SPINNING IN FAIRY TALES

by K.C. Shaw


For most of us it's easy to forget how important spinning used   to be. Before the Industrial Revolution's mills made cheap cloth available in quantity, most women spun and wove all the cloth their families needed. Spinning wasn't an occasional task, but a constant chore. It's no surprise that so many fairy tales mention spinning, sometimes as the central theme.

These days, however, many people have never even seen a working spinning wheel. A lack of knowledge about spinning can make it hard to interpret some tales, so here is a translation of three common spinning motifs for modern readers.

Sleeping Beauty

The most common question I get as a spinner is "Where did Sleeping Beauty prick her finger?" (In the story, Sleeping Beauty was cursed to prick her finger on a spindle and fall asleep for a hundred years.)

Modern spinning wheels (and by modern, I mean about sixteenth century) don't have a spindle, so we have to look back a bit, to around the 13th century (dates are hard to pin down), and the first spinning wheels. These were simple but elegant machines, consisting of a wheel several feet in diameter and a small spindle (essentially a stick held horizontally), linked together with a drive band.
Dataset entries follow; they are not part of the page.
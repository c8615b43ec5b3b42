use std::process::Stdio;
use std::time::Duration;

use tokio::io::{AsyncBufReadExt, AsyncRead, BufReader};
use tokio::process::Command as Process;
use tokio::sync::mpsc;
use tokio_util::sync::CancellationToken;
use tracing::{debug, error, warn};

use crate::jobs::{Cancellations, Job, Jobs, JobStatus};

use super::{Command, CommandError, CommandOpts};

use async_trait::async_trait;

/// How a subprocess run ended.
#[derive(Debug, Clone, PartialEq)]
pub enum Verdict {
    Success,
    Failed(String),
    TimedOut,
    Cancelled,
}

#[derive(Debug)]
pub struct ShellResult {
    pub output: String,
    pub verdict: Verdict,
}

/// Spawns a subprocess and scans its merged stdout and stderr line by line.
///
/// Every scanned line is pushed into `lines` (when given) as it arrives and
/// buffered into the combined output. The run is bounded by `timeout` and by
/// the cancellation token; both kill the process group with SIGKILL.
pub async fn run(
    binary: &str,
    args: &[String],
    timeout: Duration,
    cancel: CancellationToken,
    lines: Option<mpsc::Sender<String>>,
) -> ShellResult {
    let mut child = match Process::new(binary)
        .args(args)
        .stdin(Stdio::null())
        .stdout(Stdio::piped())
        .stderr(Stdio::piped())
        .kill_on_drop(true)
        .spawn()
    {
        Ok(child) => child,
        Err(err) => {
            return ShellResult {
                output: String::new(),
                verdict: Verdict::Failed(format!("could not launch {}: {}", binary, err)),
            };
        }
    };

    let (line_tx, mut line_rx) = mpsc::channel::<String>(64);
    if let Some(stdout) = child.stdout.take() {
        tokio::spawn(scan_lines(stdout, line_tx.clone()));
    }
    if let Some(stderr) = child.stderr.take() {
        tokio::spawn(scan_lines(stderr, line_tx.clone()));
    }
    drop(line_tx);

    let mut output = String::new();
    let mut consume = |line: String, output: &mut String| {
        output.push_str(&line);
        output.push('\n');
        line
    };

    let deadline = tokio::time::sleep(timeout);
    tokio::pin!(deadline);

    enum Ending {
        Exited(std::io::Result<std::process::ExitStatus>),
        TimedOut,
        Cancelled,
    }

    let mut lines_done = false;
    let ending = loop {
        tokio::select! {
            maybe = line_rx.recv(), if !lines_done => {
                match maybe {
                    Some(line) => {
                        let line = consume(line, &mut output);
                        if let Some(sink) = &lines {
                            let _ = sink.send(line).await;
                        }
                    }
                    None => lines_done = true,
                }
            }
            status = child.wait() => break Ending::Exited(status),
            _ = &mut deadline => break Ending::TimedOut,
            _ = cancel.cancelled() => break Ending::Cancelled,
        }
    };

    let verdict = match ending {
        Ending::Exited(Ok(status)) if status.success() => Verdict::Success,
        Ending::Exited(Ok(status)) => Verdict::Failed(status.to_string()),
        Ending::Exited(Err(err)) => Verdict::Failed(format!("wait failed: {}", err)),
        Ending::TimedOut => {
            debug!("killing {} after {:?} timeout", binary, timeout);
            if let Err(err) = child.start_kill() {
                warn!("could not kill timed out process {}: {}", binary, err);
            }
            let _ = child.wait().await;
            Verdict::TimedOut
        }
        Ending::Cancelled => {
            debug!("killing {} on cancellation", binary);
            if let Err(err) = child.start_kill() {
                warn!("could not kill cancelled process {}: {}", binary, err);
            }
            let _ = child.wait().await;
            Verdict::Cancelled
        }
    };

    // Drain whatever the readers still hold; they stop at EOF.
    while let Some(line) = line_rx.recv().await {
        let line = consume(line, &mut output);
        if let Some(sink) = &lines {
            let _ = sink.send(line).await;
        }
    }

    ShellResult { output, verdict }
}

async fn scan_lines<R: AsyncRead + Unpin>(reader: R, sink: mpsc::Sender<String>) {
    let mut lines = BufReader::new(reader).lines();
    while let Ok(Some(line)) = lines.next_line().await {
        if sink.send(line).await.is_err() {
            break;
        }
    }
}

/// A command executed locally as a subprocess.
pub struct ShellCommand {
    opts: CommandOpts,
    jobs: Jobs,
    cancels: Cancellations,
}

impl ShellCommand {
    pub fn new(opts: CommandOpts, jobs: Jobs, cancels: Cancellations) -> ShellCommand {
        ShellCommand {
            opts,
            jobs,
            cancels,
        }
    }
}

#[async_trait]
impl Command for ShellCommand {
    fn opts(&self) -> &CommandOpts {
        &self.opts
    }

    async fn execute(&self, job: &Job) -> Result<String, CommandError> {
        let record = self.opts.record && job.id != 0;
        let cancel = if job.id != 0 {
            self.cancels.register(job.id)
        } else {
            CancellationToken::new()
        };

        let mut argv = self.opts.args.clone();
        argv.extend(job.request.args.iter().cloned());

        // One reader feeds both the reply buffer and the persistent log;
        // appends never block the subprocess.
        let (sink, streamed) = if record {
            let (tx, mut rx) = mpsc::channel::<String>(64);
            let jobs = self.jobs.clone();
            let id = job.id;
            let streamed = tokio::spawn(async move {
                while let Some(line) = rx.recv().await {
                    if let Err(err) = jobs.append_log(id, &line).await {
                        error!("could not append to job {} logs: {}", id, err);
                    }
                }
            });
            (Some(tx), Some(streamed))
        } else {
            (None, None)
        };

        let result = run(&self.opts.cmd, &argv, self.opts.timeout, cancel, sink).await;

        if let Some(streamed) = streamed {
            // All log lines are persisted before the job can finish and the
            // reply goes out.
            let _ = streamed.await;
        }
        self.cancels.remove(job.id);

        let (error_text, status) = match &result.verdict {
            Verdict::Success => (String::new(), JobStatus::Successful),
            Verdict::Failed(message) => (message.clone(), JobStatus::Failed),
            Verdict::TimedOut => ("command timed out".to_string(), JobStatus::Killed),
            Verdict::Cancelled => ("command was killed".to_string(), JobStatus::Killed),
        };

        if record {
            if let Err(err) = self.jobs.set_error(job.id, &error_text).await {
                error!("could not set error on job {}: {}", job.id, err);
            }
            if let Err(err) = self.jobs.finish(job.id, status).await {
                error!("could not finish job {}: {}", job.id, err);
            }
        }

        match result.verdict {
            Verdict::Success => Ok(result.output),
            Verdict::Failed(message) => Err(CommandError::Execution {
                message,
                output: result.output,
            }),
            Verdict::TimedOut => Err(CommandError::Timeout {
                output: result.output,
            }),
            Verdict::Cancelled => Err(CommandError::Killed {
                output: result.output,
            }),
        }
    }
}

#[cfg(test)]
mod tests {
    use std::time::Instant;

    use crate::jobs::Request;
    use crate::store::Store;

    use super::*;

    fn args(list: &[&str]) -> Vec<String> {
        list.iter().map(|a| a.to_string()).collect()
    }

    #[tokio::test]
    async fn run_collects_combined_output() {
        let result = run(
            "sh",
            &args(&["-c", "echo out; echo err >&2"]),
            Duration::from_secs(5),
            CancellationToken::new(),
            None,
        )
        .await;

        assert_eq!(result.verdict, Verdict::Success);
        assert!(result.output.contains("out\n"));
        assert!(result.output.contains("err\n"));
    }

    #[tokio::test]
    async fn run_reports_non_zero_exits() {
        let result = run(
            "sh",
            &args(&["-c", "echo oops; exit 3"]),
            Duration::from_secs(5),
            CancellationToken::new(),
            None,
        )
        .await;

        match result.verdict {
            Verdict::Failed(message) => assert!(message.contains("3"), "got: {}", message),
            other => panic!("expected failure, got {:?}", other),
        }
        assert_eq!(result.output, "oops\n");
    }

    #[tokio::test]
    async fn run_kills_on_timeout() {
        let started = Instant::now();
        let result = run(
            "sleep",
            &args(&["10"]),
            Duration::from_secs(1),
            CancellationToken::new(),
            None,
        )
        .await;

        assert_eq!(result.verdict, Verdict::TimedOut);
        assert!(started.elapsed() < Duration::from_secs(3));
    }

    #[tokio::test]
    async fn run_kills_on_cancellation() {
        let cancel = CancellationToken::new();
        let trigger = cancel.clone();
        tokio::spawn(async move {
            tokio::time::sleep(Duration::from_millis(100)).await;
            trigger.cancel();
        });

        let started = Instant::now();
        let result = run(
            "sleep",
            &args(&["10"]),
            Duration::from_secs(30),
            cancel,
            None,
        )
        .await;

        assert_eq!(result.verdict, Verdict::Cancelled);
        assert!(started.elapsed() < Duration::from_secs(3));
    }

    #[tokio::test]
    async fn run_reports_spawn_failures() {
        let result = run(
            "surely-not-a-binary-on-this-box",
            &[],
            Duration::from_secs(1),
            CancellationToken::new(),
            None,
        )
        .await;

        match result.verdict {
            Verdict::Failed(message) => assert!(message.contains("could not launch")),
            other => panic!("expected failure, got {:?}", other),
        }
    }

    async fn harness() -> (tempfile::TempDir, Jobs, Cancellations) {
        let dir = tempfile::tempdir().unwrap();
        let store = Store::open_in_dir(dir.path()).await.unwrap();
        (dir, Jobs::new(store), Cancellations::new())
    }

    fn command(jobs: &Jobs, cancels: &Cancellations, cmd: &str, static_args: &[&str], timeout: u64) -> ShellCommand {
        ShellCommand::new(
            CommandOpts {
                cmd: cmd.to_string(),
                args: args(static_args),
                timeout: Duration::from_secs(timeout),
                record: true,
                ..Default::default()
            },
            jobs.clone(),
            cancels.clone(),
        )
    }

    #[tokio::test]
    async fn execute_streams_lines_and_finishes_successful() {
        let (_dir, jobs, cancels) = harness().await;
        let echo = command(&jobs, &cancels, "echo", &["hi"], 5);

        let job = jobs
            .create(Request {
                command: "echo".to_string(),
                args: vec!["world".to_string()],
                username: "pablo".to_string(),
                ..Default::default()
            })
            .await
            .unwrap();

        let output = echo.execute(&job).await.unwrap();
        assert_eq!(output, "hi world\n");

        let stored = jobs.get(job.id).await.unwrap();
        assert_eq!(stored.status, JobStatus::Successful);

        let log = jobs.get_log(job.id).await.unwrap();
        assert_eq!(log.lines, vec!["hi world"]);
        assert_eq!(log.error, None);
    }

    #[tokio::test]
    async fn execute_marks_failures_with_output() {
        let (_dir, jobs, cancels) = harness().await;
        let boom = command(&jobs, &cancels, "sh", &["-c", "echo bad; exit 1"], 5);

        let job = jobs.create(Request::default()).await.unwrap();
        let err = boom.execute(&job).await.unwrap_err();
        assert_eq!(err.output(), "bad\n");

        let stored = jobs.get(job.id).await.unwrap();
        assert_eq!(stored.status, JobStatus::Failed);
        assert!(jobs.get_log(job.id).await.unwrap().error.is_some());
    }

    #[tokio::test]
    async fn execute_kills_on_timeout_within_the_deadline() {
        let (_dir, jobs, cancels) = harness().await;
        let sleepy = command(&jobs, &cancels, "sleep", &["10"], 1);

        let job = jobs.create(Request::default()).await.unwrap();
        let started = Instant::now();
        let err = sleepy.execute(&job).await.unwrap_err();
        assert!(matches!(err, CommandError::Timeout { .. }));
        assert!(started.elapsed() <= Duration::from_secs(2));

        let stored = jobs.get(job.id).await.unwrap();
        assert_eq!(stored.status, JobStatus::Killed);
        let end = stored.end_time.expect("killed job has an end time");
        assert!((end - stored.start_time).num_seconds() <= 2);
    }

    #[tokio::test]
    async fn execute_can_be_cancelled_through_the_registry() {
        let (_dir, jobs, cancels) = harness().await;
        let sleepy = command(&jobs, &cancels, "sleep", &["10"], 30);

        let job = jobs.create(Request::default()).await.unwrap();
        let id = job.id;
        let canceller = cancels.clone();
        tokio::spawn(async move {
            tokio::time::sleep(Duration::from_millis(200)).await;
            canceller.cancel(id);
        });

        let err = sleepy.execute(&job).await.unwrap_err();
        assert!(matches!(err, CommandError::Killed { .. }));
        assert_eq!(jobs.get(id).await.unwrap().status, JobStatus::Killed);
    }
}
#[cfg(test)]
mod tests {
    use super::*;

    struct FakeCommand {
        opts: CommandOpts,
    }

    #[async_trait]
    impl Command for FakeCommand {
        fn opts(&self) -> &CommandOpts {
            &self.opts
        }

        async fn execute(&self, _job: &Job) -> Result<String, CommandError> {
            Ok("ok".to_string())
        }
    }

    fn fake(summary: &str) -> Arc<dyn Command> {
        Arc::new(FakeCommand {
            opts: CommandOpts {
                help: Help::new(summary),
                ..Default::default()
            },
        })
    }

    fn request(command: &str, user_id: &str) -> Request {
        Request {
            command: command.to_string(),
            user_id: user_id.to_string(),
            ..Default::default()
        }
    }

    async fn registry() -> (tempfile::TempDir, Registry, Jobs, Cancellations) {
        let dir = tempfile::tempdir().unwrap();
        let store = Store::open_in_dir(dir.path()).await.unwrap();
        let jobs = Jobs::new(store.clone());
        let registry = Registry::new(Aliases::new(store));
        (dir, registry, jobs, Cancellations::new())
    }

    fn shell_config(command: &str, timeout: u64) -> CommandConfig {
        CommandConfig {
            command: command.to_string(),
            timeout,
            ..Default::default()
        }
    }

    #[tokio::test]
    async fn register_rejects_duplicates_without_side_effects() {
        let (_dir, registry, ..) = registry().await;
        registry
            .register(Kind::Shell, vec![("echo".to_string(), fake("first"))])
            .unwrap();

        let err = registry
            .register(
                Kind::Remote,
                vec![
                    ("other".to_string(), fake("fine")),
                    ("echo".to_string(), fake("dup")),
                ],
            )
            .unwrap_err();
        assert_eq!(err, RegistryError::Duplicate("echo".to_string()));

        // The failed call must not have registered the valid entry either.
        assert!(registry.find(&request("other", "U1")).await.is_none());
    }

    #[tokio::test]
    async fn builtins_cannot_be_shadowed() {
        let (_dir, registry, ..) = registry().await;
        registry
            .register(Kind::Builtin, vec![("help".to_string(), fake("help"))])
            .unwrap();

        let err = registry
            .register(Kind::Shell, vec![("help".to_string(), fake("evil"))])
            .unwrap_err();
        assert_eq!(err, RegistryError::ShadowsBuiltin("help".to_string()));
    }

    #[tokio::test]
    async fn reload_replaces_shell_commands_atomically() {
        let (_dir, registry, jobs, cancels) = registry().await;

        let config_a = HashMap::from([
            ("echo".to_string(), shell_config("echo", 10)),
            ("echo-2".to_string(), shell_config("echo", 10)),
        ]);
        registry.reload(&config_a, &jobs, &cancels).unwrap();
        assert!(registry.find(&request("echo-2", "U1")).await.is_some());

        let config_b = HashMap::from([("echo".to_string(), shell_config("echo", 3))]);
        registry.reload(&config_b, &jobs, &cancels).unwrap();

        assert!(registry.find(&request("echo-2", "U1")).await.is_none());
        let echo = registry.find(&request("echo", "U1")).await.unwrap();
        assert_eq!(echo.command.opts().timeout, Duration::from_secs(3));
    }

    #[tokio::test]
    async fn failed_reload_leaves_previous_catalog_active() {
        let (_dir, registry, jobs, cancels) = registry().await;
        registry
            .register(Kind::Builtin, vec![("version".to_string(), fake("v"))])
            .unwrap();

        let good = HashMap::from([("echo".to_string(), shell_config("echo", 10))]);
        registry.reload(&good, &jobs, &cancels).unwrap();

        let bad = HashMap::from([("version".to_string(), shell_config("echo", 10))]);
        let err = registry.reload(&bad, &jobs, &cancels).unwrap_err();
        assert_eq!(err, RegistryError::ShadowsBuiltin("version".to_string()));

        // find behaves exactly as before the failed call
        let echo = registry.find(&request("echo", "U1")).await.unwrap();
        assert_eq!(echo.command.opts().timeout, Duration::from_secs(10));
    }

    #[tokio::test]
    async fn unregister_only_touches_the_matching_kind() {
        let (_dir, registry, ..) = registry().await;
        registry
            .register(Kind::Shell, vec![("echo".to_string(), fake("shell"))])
            .unwrap();

        registry.unregister(Kind::Remote, &["echo".to_string()]);
        assert!(registry.find(&request("echo", "U1")).await.is_some());

        registry.unregister(Kind::Shell, &["echo".to_string()]);
        assert!(registry.find(&request("echo", "U1")).await.is_none());
    }

    #[tokio::test]
    async fn find_resolves_aliases_per_user() {
        let (_dir, registry, ..) = registry().await;
        registry
            .register(Kind::Shell, vec![("deploy".to_string(), fake("deploy"))])
            .unwrap();

        registry
            .aliases()
            .set("U1", "ship", "deploy production --fast")
            .await
            .unwrap();

        let resolved = registry.find(&request("ship", "U1")).await.unwrap();
        assert_eq!(resolved.name, "deploy");
        assert_eq!(
            resolved.extra_args,
            vec!["production".to_string(), "--fast".to_string()]
        );

        // another user does not share the alias
        assert!(registry.find(&request("ship", "U2")).await.is_none());
    }

    #[tokio::test]
    async fn aliases_never_shadow_builtins() {
        let (_dir, registry, ..) = registry().await;
        registry
            .register(Kind::Builtin, vec![("help".to_string(), fake("help"))])
            .unwrap();
        registry
            .register(Kind::Shell, vec![("deploy".to_string(), fake("deploy"))])
            .unwrap();
        registry.aliases().set("U1", "help", "deploy").await.unwrap();

        let resolved = registry.find(&request("help", "U1")).await.unwrap();
        assert_eq!(resolved.name, "help");
        assert!(resolved.extra_args.is_empty());
    }

    #[tokio::test]
    async fn alias_listing_is_scoped_and_sorted() {
        let (_dir, registry, ..) = registry().await;
        let aliases = registry.aliases();
        aliases.set("U1", "b", "two").await.unwrap();
        aliases.set("U1", "a", "one").await.unwrap();
        aliases.set("U2", "c", "three").await.unwrap();

        let listed = aliases.list("U1").await.unwrap();
        assert_eq!(
            listed,
            vec![
                ("a".to_string(), "one".to_string()),
                ("b".to_string(), "two".to_string())
            ]
        );

        aliases.remove("U1", "a").await.unwrap();
        assert_eq!(aliases.list("U1").await.unwrap().len(), 1);
    }
}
When the spinner turned the wheel slowly with one hand, the spindle spun very quickly; the spinner released small quantities of wool at a time (called drafting) and let the spindle twist it into thread.

The danger--to Sleeping Beauty and to real-life spinners--is the end of the spindle. It is often made of metal, and after years of wool passing over it daily, the end can be sharpened to a deadly point.